The parson of the Hunsford Parrish was Mr William Collins.  He was the heir to Elizabeth’s father’s estate of Longbourn, located in Hertfordshire.  Mr Collins had visited Longbourn the previous autumn, and had come with one purpose in mind.  He wished to marry one of his cousin’s five daughters.  Elizabeth’s elder sister, Jane, was Mr Collins’ first choice, as Jane was a beautiful young lady, with a sweet nature and never a cruel thought against anyone.  Mrs Bennet had higher goals for her first born, so the Mistress of Longbourn suggested her second eldest daughter, Elizabeth.  The lady had no concern for her second daughter’s future.  Elizabeth was her father’s favorite, and he had allowed Elizabeth the freedom to choose where her heart led her.  So when Mr Collins made an offer of marriage to her, Elizabeth refused the offer.  Mrs Bennet demanded her husband force his cherished daughter to marry his heir, but her demands fell on deaf ears.

Failing to secure the hand of his cousin, Mr Collins made an offer to Elizabeth’s dear friend, Charlotte Lucas.  Charlotte was considered to be on the shelf, as she was twenty seven years and no prospects of marriage.  As Charlotte was not a romantic, and wished to have a home of her own, rather than being a burden to her family, the lady accepted Mr Collins and the couple were married just after Christmas.

In March, Charlotte had written her friend, begging her to come to Kent and visit her new home.  Elizabeth had missed her friend, and accepted her invitation.

Mr Collins enjoyed being the parson for Lady Catherine de Bourgh, Mistress of Rosings Park.  The grand lady surrounded herself with people who would do her bidding, no matter how ridiculous she was.
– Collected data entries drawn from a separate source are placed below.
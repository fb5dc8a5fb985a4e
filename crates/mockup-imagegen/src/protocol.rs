//! Google Generative Language API wire format types
//!
//! Only the request side is typed. Responses are read as loose JSON by
//! [`crate::extract`] because their shape has not stayed stable.

use serde::Serialize;

/// `generateContent` request
#[derive(Debug, Clone, Serialize)]
#[serde(rename_all = "camelCase")]
pub struct GenerateContentRequest {
    pub contents: Vec<Content>,
    pub generation_config: GenerationParameters,
}

/// Content object containing role and parts
#[derive(Debug, Clone, Serialize)]
pub struct Content {
    #[serde(skip_serializing_if = "Option::is_none")]
    pub role: Option<String>,
    pub parts: Vec<Part>,
}

/// Individual part within a content object
#[derive(Debug, Clone, Serialize)]
#[serde(rename_all = "camelCase")]
pub enum Part {
    /// Text instruction
    Text(String),
    /// Inline binary data (images)
    InlineData(InlineData),
}

/// Base64 payload annotated with its MIME type
#[derive(Debug, Clone, Serialize)]
#[serde(rename_all = "camelCase")]
pub struct InlineData {
    pub mime_type: String,
    pub data: String,
}

/// Sampling and output parameters
#[derive(Debug, Clone, Serialize)]
#[serde(rename_all = "camelCase")]
pub struct GenerationParameters {
    pub temperature: f64,
    pub top_k: u32,
    pub top_p: f64,
    pub max_output_tokens: u32,
    pub response_modalities: Vec<String>,
}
And Mr Collins was the sort to grovel at the feet of someone he felt was of the highest circles of society.  The manner in which the parson treated Lady Catherine was if she were the Queen of England.  Watching her cousin’s foolishness made Elizabeth’s stomach queasy.
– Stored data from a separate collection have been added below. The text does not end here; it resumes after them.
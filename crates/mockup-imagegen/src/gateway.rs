use std::sync::Arc;
use std::time::Instant;

use mockup_config::GenerationConfig;
use mockup_telemetry::GenerationMetrics;

use crate::{
    error::{ErrorKind, GenerationError, Result},
    placeholder::Placeholder,
    prompt::compose,
    provider::{ImageGenProvider, UpstreamRequest, google::GoogleProvider},
    reference::ReferenceImage,
    types::{GenerationRequest, GenerationResult},
};

/// Highest accepted detail level
const MAX_DETAIL_LEVEL: u8 = 100;

/// Stateless generation gateway
///
/// Every call validates, composes the enhanced prompt, makes at most one
/// upstream call and folds any failure into a placeholder result. Nothing
/// is shared between calls except the provider's connection pool.
pub struct Gateway {
    provider: Option<Arc<dyn ImageGenProvider>>,
    placeholder: Placeholder,
    max_reference_image_bytes: usize,
    metrics: GenerationMetrics,
}

impl Gateway {
    /// Generate an image; never fails, always returns a renderable URL
    pub async fn generate(&self, request: &GenerationRequest) -> GenerationResult {
        let start = Instant::now();

        let result = match self.validate(request) {
            Err(error) => self.fail(request, None, error),
            Ok(reference_image) => self.dispatch(request, reference_image.as_ref()).await,
        };

        self.metrics
            .record(result.error_kind.map_or("success", ErrorKind::as_str), start);

        result
    }

    /// Result for a request body that could not be read at all
    pub fn reject(&self, reason: &str) -> GenerationResult {
        let start = Instant::now();
        let result = self.fail(
            &GenerationRequest::default(),
            None,
            GenerationError::Validation(reason.to_string()),
        );
        self.metrics.record("validation", start);
        result
    }

    async fn dispatch(&self, request: &GenerationRequest, reference_image: Option<&ReferenceImage>) -> GenerationResult {
        let Some(provider) = &self.provider else {
            return self.fail(
                request,
                None,
                GenerationError::Configuration("API key is not configured".to_string()),
            );
        };

        let enhanced_prompt = compose(&request.prompt, &request.settings);

        tracing::debug!(
            provider = provider.name(),
            prompt_chars = request.prompt.chars().count(),
            detail_level = request.settings.detail_level,
            style = %request.settings.style_preference,
            color_scheme = %request.settings.color_scheme,
            has_reference_image = reference_image.is_some(),
            "composed enhanced prompt"
        );

        let upstream = UpstreamRequest {
            enhanced_prompt: &enhanced_prompt,
            reference_image,
        };

        match provider.generate(&upstream).await {
            Ok(image) => {
                tracing::info!(provider = provider.name(), status = image.status, "image generated");
                GenerationResult::success(image.image_url, request.prompt.clone(), enhanced_prompt, image.status)
            }
            Err(error) => self.fail(request, Some(enhanced_prompt), error),
        }
    }

    /// Check everything that can be checked without the upstream
    fn validate(&self, request: &GenerationRequest) -> Result<Option<ReferenceImage>> {
        if request.settings.detail_level > MAX_DETAIL_LEVEL {
            return Err(GenerationError::Validation(format!(
                "detail level must be between 0 and {MAX_DETAIL_LEVEL}"
            )));
        }

        let reference_image = request
            .reference_image()
            .map(|data_url| ReferenceImage::parse(data_url, self.max_reference_image_bytes))
            .transpose()?;

        if request.prompt.trim().is_empty() && reference_image.is_none() {
            return Err(GenerationError::Validation(
                "a prompt or a reference image is required".to_string(),
            ));
        }

        Ok(reference_image)
    }

    fn fail(&self, request: &GenerationRequest, enhanced_prompt: Option<String>, error: GenerationError) -> GenerationResult {
        let kind = error.kind();

        if kind.status_code().is_server_error() {
            tracing::error!(kind = %kind, error = %error, "generation failed");
        } else {
            tracing::warn!(kind = %kind, error = %error, "generation failed");
        }

        error.into_result(request.prompt.clone(), enhanced_prompt, &self.placeholder)
    }
}

/// Builder for constructing the gateway from configuration
pub struct GatewayBuilder<'a> {
    config: &'a GenerationConfig,
    provider: Option<Arc<dyn ImageGenProvider>>,
}

impl<'a> GatewayBuilder<'a> {
    pub fn new(config: &'a GenerationConfig) -> Self {
        Self { config, provider: None }
    }

    /// Use `provider` instead of the one derived from configuration
    #[must_use]
    pub fn with_provider(mut self, provider: Arc<dyn ImageGenProvider>) -> Self {
        self.provider = Some(provider);
        self
    }

    pub fn build(self) -> Result<Gateway> {
        let provider = match (self.provider, self.config.api_key()) {
            (Some(provider), _) => Some(provider),
            (None, Some(api_key)) => {
                let provider: Arc<dyn ImageGenProvider> = Arc::new(GoogleProvider::new(api_key.clone(), self.config)?);
                Some(provider)
            }
            (None, None) => None,
        };

        match &provider {
            Some(provider) => tracing::debug!(
                provider = provider.name(),
                model = %self.config.model,
                "image generation gateway initialized"
            ),
            None => tracing::warn!(
                "generation.api_key is not set; every generation request will fail with a configuration error"
            ),
        }

        Ok(Gateway {
            provider,
            placeholder: Placeholder::from_config(&self.config.placeholder),
            max_reference_image_bytes: self.config.max_reference_image_bytes,
            metrics: GenerationMetrics::new(),
        })
    }
}
//! Image extraction from upstream responses
//!
//! The response envelope has changed shape between model revisions, so it
//! is read as loose JSON. Shapes are tried in order:
//!
//! 1. the first candidate's first part with inline data (`inlineData` or `inline_data`)
//! 2. the first candidate's first part with a `fileData` URI that is directly renderable
//! 3. a flat top-level `media` field (object or array) with inline data
//!
//! New upstream shapes belong here and nowhere else.

use serde_json::Value;

/// MIME type assumed when an inline part omits one
const DEFAULT_MIME_TYPE: &str = "image/png";

/// Find a renderable image URL in an upstream response body
pub fn extract_image(body: &Value) -> Option<String> {
    first_candidate_parts(body)
        .and_then(|parts| parts.iter().find_map(inline_part).or_else(|| parts.iter().find_map(file_part)))
        .or_else(|| media_field(body))
}

/// Reason given by the upstream for refusing the prompt, if any
pub fn block_reason(body: &Value) -> Option<&str> {
    let feedback = body.get("promptFeedback").or_else(|| body.get("prompt_feedback"))?;

    feedback
        .get("blockReason")
        .or_else(|| feedback.get("block_reason"))?
        .as_str()
        .filter(|reason| !reason.is_empty())
}

/// Summary of the first candidate's parts for logging, without payloads
pub fn describe_parts(body: &Value) -> Vec<String> {
    first_candidate_parts(body)
        .map(|parts| {
            parts
                .iter()
                .map(|part| {
                    part.as_object()
                        .map(|fields| fields.keys().cloned().collect::<Vec<_>>().join(","))
                        .unwrap_or_default()
                })
                .collect()
        })
        .unwrap_or_default()
}

fn first_candidate_parts(body: &Value) -> Option<&Vec<Value>> {
    body.get("candidates")?
        .as_array()?
        .first()?
        .get("content")?
        .get("parts")?
        .as_array()
}

fn inline_part(part: &Value) -> Option<String> {
    part.get("inlineData")
        .or_else(|| part.get("inline_data"))
        .and_then(inline_payload)
}

/// Build a data URL from an object holding `data` and a MIME type
fn inline_payload(inline: &Value) -> Option<String> {
    let data = inline.get("data")?.as_str().filter(|data| !data.is_empty())?;
    let mime_type = inline
        .get("mimeType")
        .or_else(|| inline.get("mime_type"))
        .and_then(Value::as_str)
        .filter(|mime| !mime.is_empty())
        .unwrap_or(DEFAULT_MIME_TYPE);

    Some(format!("data:{mime_type};base64,{data}"))
}

fn file_part(part: &Value) -> Option<String> {
    let file = part.get("fileData").or_else(|| part.get("file_data"))?;
    let uri = file.get("fileUri").or_else(|| file.get("file_uri"))?.as_str()?;

    let renderable = uri.starts_with("data:") || uri.starts_with("https://") || uri.starts_with("http://");
    renderable.then(|| uri.to_string())
}

fn media_field(body: &Value) -> Option<String> {
    let media_item = |item: &Value| inline_part(item).or_else(|| inline_payload(item));

    match body.get("media")? {
        Value::Array(items) => items.iter().find_map(media_item),
        item => media_item(item),
    }
}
The only thing Elizabeth found pleasure in her holiday at Rosings, besides visiting with Charlotte, was the countryside of the park were nearly as wonderful as at her father’s home. Ever since she was old enough, Elizabeth had found true pleasure in the wonders of nature.  Her heart was nearly always at peace when she was on a walk in the untamed areas of the estate.
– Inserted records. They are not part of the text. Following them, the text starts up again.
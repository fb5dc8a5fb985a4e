use serde::Deserialize;

use super::exporters::ExporterConfig;

/// Metrics configuration
#[derive(Debug, Clone, Deserialize)]
#[serde(deny_unknown_fields)]
pub struct MetricsConfig {
    /// Override the default exporter for metrics
    #[serde(default)]
    pub exporter: Option<ExporterConfig>,
}
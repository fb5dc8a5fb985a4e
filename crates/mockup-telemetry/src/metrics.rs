//! Metric name constants and recording helpers

use std::time::Instant;

use opentelemetry::KeyValue;
use opentelemetry::metrics::{Counter, Histogram};

// Generation metric names
pub const GENERATION_REQUEST_COUNT: &str = "generation.request.count";
pub const GENERATION_REQUEST_DURATION: &str = "generation.request.duration";

/// Instrumentation scope for gateway metrics
const METER_NAME: &str = "mockup-gateway";

/// Record a duration measurement on a histogram
pub fn record_duration(histogram: &Histogram<f64>, start: Instant, attributes: &[KeyValue]) {
    let duration = start.elapsed().as_secs_f64();
    histogram.record(duration, attributes);
}

/// Counters for generation requests, labelled by outcome
///
/// Instruments come from the global meter provider, so they are no-ops
/// until an OTLP exporter is installed.
#[derive(Clone)]
pub struct GenerationMetrics {
    requests: Counter<u64>,
    duration: Histogram<f64>,
}

impl GenerationMetrics {
    #[must_use]
    pub fn new() -> Self {
        let meter = opentelemetry::global::meter(METER_NAME);

        Self {
            requests: meter
                .u64_counter(GENERATION_REQUEST_COUNT)
                .with_description("Generation requests by outcome")
                .build(),
            duration: meter
                .f64_histogram(GENERATION_REQUEST_DURATION)
                .with_description("Time spent serving a generation request")
                .with_unit("s")
                .build(),
        }
    }

    /// Record one finished request
    ///
    /// `outcome` is `success` or the failure kind.
    pub fn record(&self, outcome: &'static str, start: Instant) {
        let attributes = [KeyValue::new("outcome", outcome)];
        self.requests.add(1, &attributes);
        record_duration(&self.duration, start, &attributes);
    }
}

impl Default for GenerationMetrics {
    fn default() -> Self {
        Self::new()
    }
}
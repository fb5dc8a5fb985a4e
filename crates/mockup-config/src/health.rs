use serde::Deserialize;

/// Health check endpoint configuration
#[derive(Debug, Deserialize)]
#[serde(deny_unknown_fields)]
pub struct HealthConfig {
    #[serde(default = "default_enabled")]
    pub enabled: bool,
    #[serde(default = "default_path")]
    pub path: String,
}

impl Default for HealthConfig {
    fn default() -> Self {
        Self {
            enabled: true,
            path: default_path(),
        }
    }
}

#[allow(clippy::missing_const_for_fn)]
fn default_enabled() -> bool {
    true
}

fn default_path() -> String {
    "/health".to_string()
}
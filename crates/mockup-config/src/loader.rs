use std::path::Path;

use crate::{Config, PlaceholderConfig};

impl Config {
    /// Load configuration from a TOML file
    ///
    /// Reads the file, expands `{{ env.VAR }}` placeholders, then
    /// deserializes and validates the result.
    ///
    /// # Errors
    ///
    /// Returns an error if the file cannot be read, environment variable
    /// expansion fails, TOML parsing fails, or validation fails
    pub fn load(path: &Path) -> anyhow::Result<Self> {
        let raw = std::fs::read_to_string(path)
            .map_err(|e| anyhow::anyhow!("failed to read config file {}: {e}", path.display()))?;

        Self::parse(&raw)
    }

    /// Parse configuration from TOML text
    ///
    /// # Errors
    ///
    /// Returns an error if environment variable expansion, TOML parsing
    /// or validation fails
    pub fn parse(raw: &str) -> anyhow::Result<Self> {
        let expanded =
            crate::env::expand_env(raw).map_err(|e| anyhow::anyhow!("config variable expansion failed: {e}"))?;

        let config: Self = toml::from_str(&expanded).map_err(|e| anyhow::anyhow!("failed to parse config: {e}"))?;

        config.validate()?;

        Ok(config)
    }

    /// Validate that the configuration is internally consistent
    ///
    /// # Errors
    ///
    /// Returns an error describing the first invalid setting
    pub fn validate(&self) -> anyhow::Result<()> {
        self.validate_routes()?;
        self.validate_generation()?;
        validate_placeholder(&self.generation.placeholder)?;
        Ok(())
    }

    fn validate_routes(&self) -> anyhow::Result<()> {
        if !self.generation.path.starts_with('/') {
            anyhow::bail!("generation.path must start with '/': `{}`", self.generation.path);
        }

        if self.server.health.enabled {
            if !self.server.health.path.starts_with('/') {
                anyhow::bail!("server.health.path must start with '/': `{}`", self.server.health.path);
            }
            if self.server.health.path == self.generation.path {
                anyhow::bail!("server.health.path and generation.path must differ");
            }
        }

        Ok(())
    }

    fn validate_generation(&self) -> anyhow::Result<()> {
        let generation = &self.generation;

        if generation.model.trim().is_empty() {
            anyhow::bail!("generation.model must not be empty");
        }

        if generation.max_reference_image_bytes == 0 {
            anyhow::bail!("generation.max_reference_image_bytes must be greater than 0");
        }

        if !(0.0..=2.0).contains(&generation.temperature) {
            anyhow::bail!("generation.temperature must be between 0.0 and 2.0");
        }

        if !(0.0..=1.0).contains(&generation.top_p) {
            anyhow::bail!("generation.top_p must be between 0.0 and 1.0");
        }

        if generation.response_modalities.is_empty() {
            anyhow::bail!("generation.response_modalities must not be empty");
        }

        Ok(())
    }
}

fn validate_placeholder(placeholder: &PlaceholderConfig) -> anyhow::Result<()> {
    if placeholder.width == 0 || placeholder.height == 0 {
        anyhow::bail!("generation.placeholder dimensions must be greater than 0");
    }

    for (name, colour) in [("background", &placeholder.background), ("foreground", &placeholder.foreground)] {
        let is_hex = colour.chars().all(|c| c.is_ascii_hexdigit());
        if !is_hex || !matches!(colour.len(), 3 | 6) {
            anyhow::bail!("generation.placeholder.{name} must be 3 or 6 hex digits: `{colour}`");
        }
    }

    Ok(())
}
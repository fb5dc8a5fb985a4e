use std::sync::OnceLock;

use regex::{Captures, Regex};

/// Matches `{{ env.VAR }}` and `{{ env.VAR | default("fallback") }}`
fn placeholder_regex() -> &'static Regex {
    static RE: OnceLock<Regex> = OnceLock::new();
    RE.get_or_init(|| {
        Regex::new(r#"\{\{\s*([a-zA-Z0-9_.]+)\s*(?:\|\s*default\("([^"]*)"\))?\s*\}\}"#).expect("must be valid regex")
    })
}

/// Expand `{{ env.VAR }}` placeholders in raw TOML before deserialization
///
/// This is how secrets such as the upstream API key reach the config
/// without living in the file. `{{ env.VAR | default("x") }}` falls back to
/// `x` when `VAR` is unset. Comment lines are copied through untouched.
pub fn expand_env(input: &str) -> Result<String, String> {
    let mut lines = Vec::new();

    for line in input.lines() {
        if line.trim_start().starts_with('#') {
            lines.push(line.to_string());
        } else {
            lines.push(expand_line(line)?);
        }
    }

    let mut output = lines.join("\n");
    if input.ends_with('\n') {
        output.push('\n');
    }

    Ok(output)
}

fn expand_line(line: &str) -> Result<String, String> {
    let mut expanded = String::with_capacity(line.len());
    let mut cursor = 0;

    for captures in placeholder_regex().captures_iter(line) {
        let Some(whole) = captures.get(0) else {
            continue;
        };

        expanded.push_str(&line[cursor..whole.start()]);
        expanded.push_str(&resolve(&captures)?);
        cursor = whole.end();
    }

    expanded.push_str(&line[cursor..]);
    Ok(expanded)
}

fn resolve(captures: &Captures<'_>) -> Result<String, String> {
    let key = captures.get(1).map_or("", |m| m.as_str());
    let fallback = captures.get(2).map(|m| m.as_str());

    let Some(var_name) = key.strip_prefix("env.").filter(|name| !name.is_empty() && !name.contains('.')) else {
        return Err(format!("only variables scoped with 'env.' are supported: `{key}`"));
    };

    match (std::env::var(var_name), fallback) {
        (Ok(value), _) => Ok(value),
        (Err(_), Some(default)) => Ok(default.to_string()),
        (Err(_), None) => Err(format!("environment variable not found: `{var_name}`")),
    }
}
There was only one issue that dampened her strolls in the park surrounding Rosings…Lady Catherine de Bourgh’s nephew, Mr Fitzwilliam Darcy of Pemberley.  Elizabeth had had the misfortune of meeting Mr Darcy the previous autumn, when he came to visit his friend, Mr Bingley, who had taken the lease of the estate next to the Bennet’s. From the first time they had met, Mr Darcy had shown arrogance and disdain, and Elizabeth did not wish to be in his presence.  It would not have been a problem, except that Mr Darcy, who had been visiting his aunt with his cousin, Colonel Richard Fitzwilliam, had made a habit of taking strolls along the same paths that Elizabeth did, even when she changed directions.  The feeling that he was watching her every move sent a shiver down her spine.  Would he lower himself so drastically to stalk her?  She was beneath him in consequence, with her father being a country squire with an estate that brought an annual income of two thousand pounds.  Mr Darcy was wealthy, his family was amongst the upper circles of society.

Elizabeth has walked for half an hour when she heard footsteps coming from behind her.  She braced herself, expecting to turn and find Darcy coming to walk with her.  Instead, she felt something hard strike the side of her head.  Then she knew nothing further.

~~ ** ~~

Darcy entered the manor house of Rosings, frustrated with himself.  He had rarely overslept, as he commonly woke before seven each morning.  When he was home on his estate of Pemberley, he would spend an hour or two riding his favorite steed over the grounds.  But he was at Rosings, and Miss Elizabeth Bennet was at the parsonage.  Knowing her preference for taking long walks in nature, he began walking the same paths, making every effort to appear to be purely by accident.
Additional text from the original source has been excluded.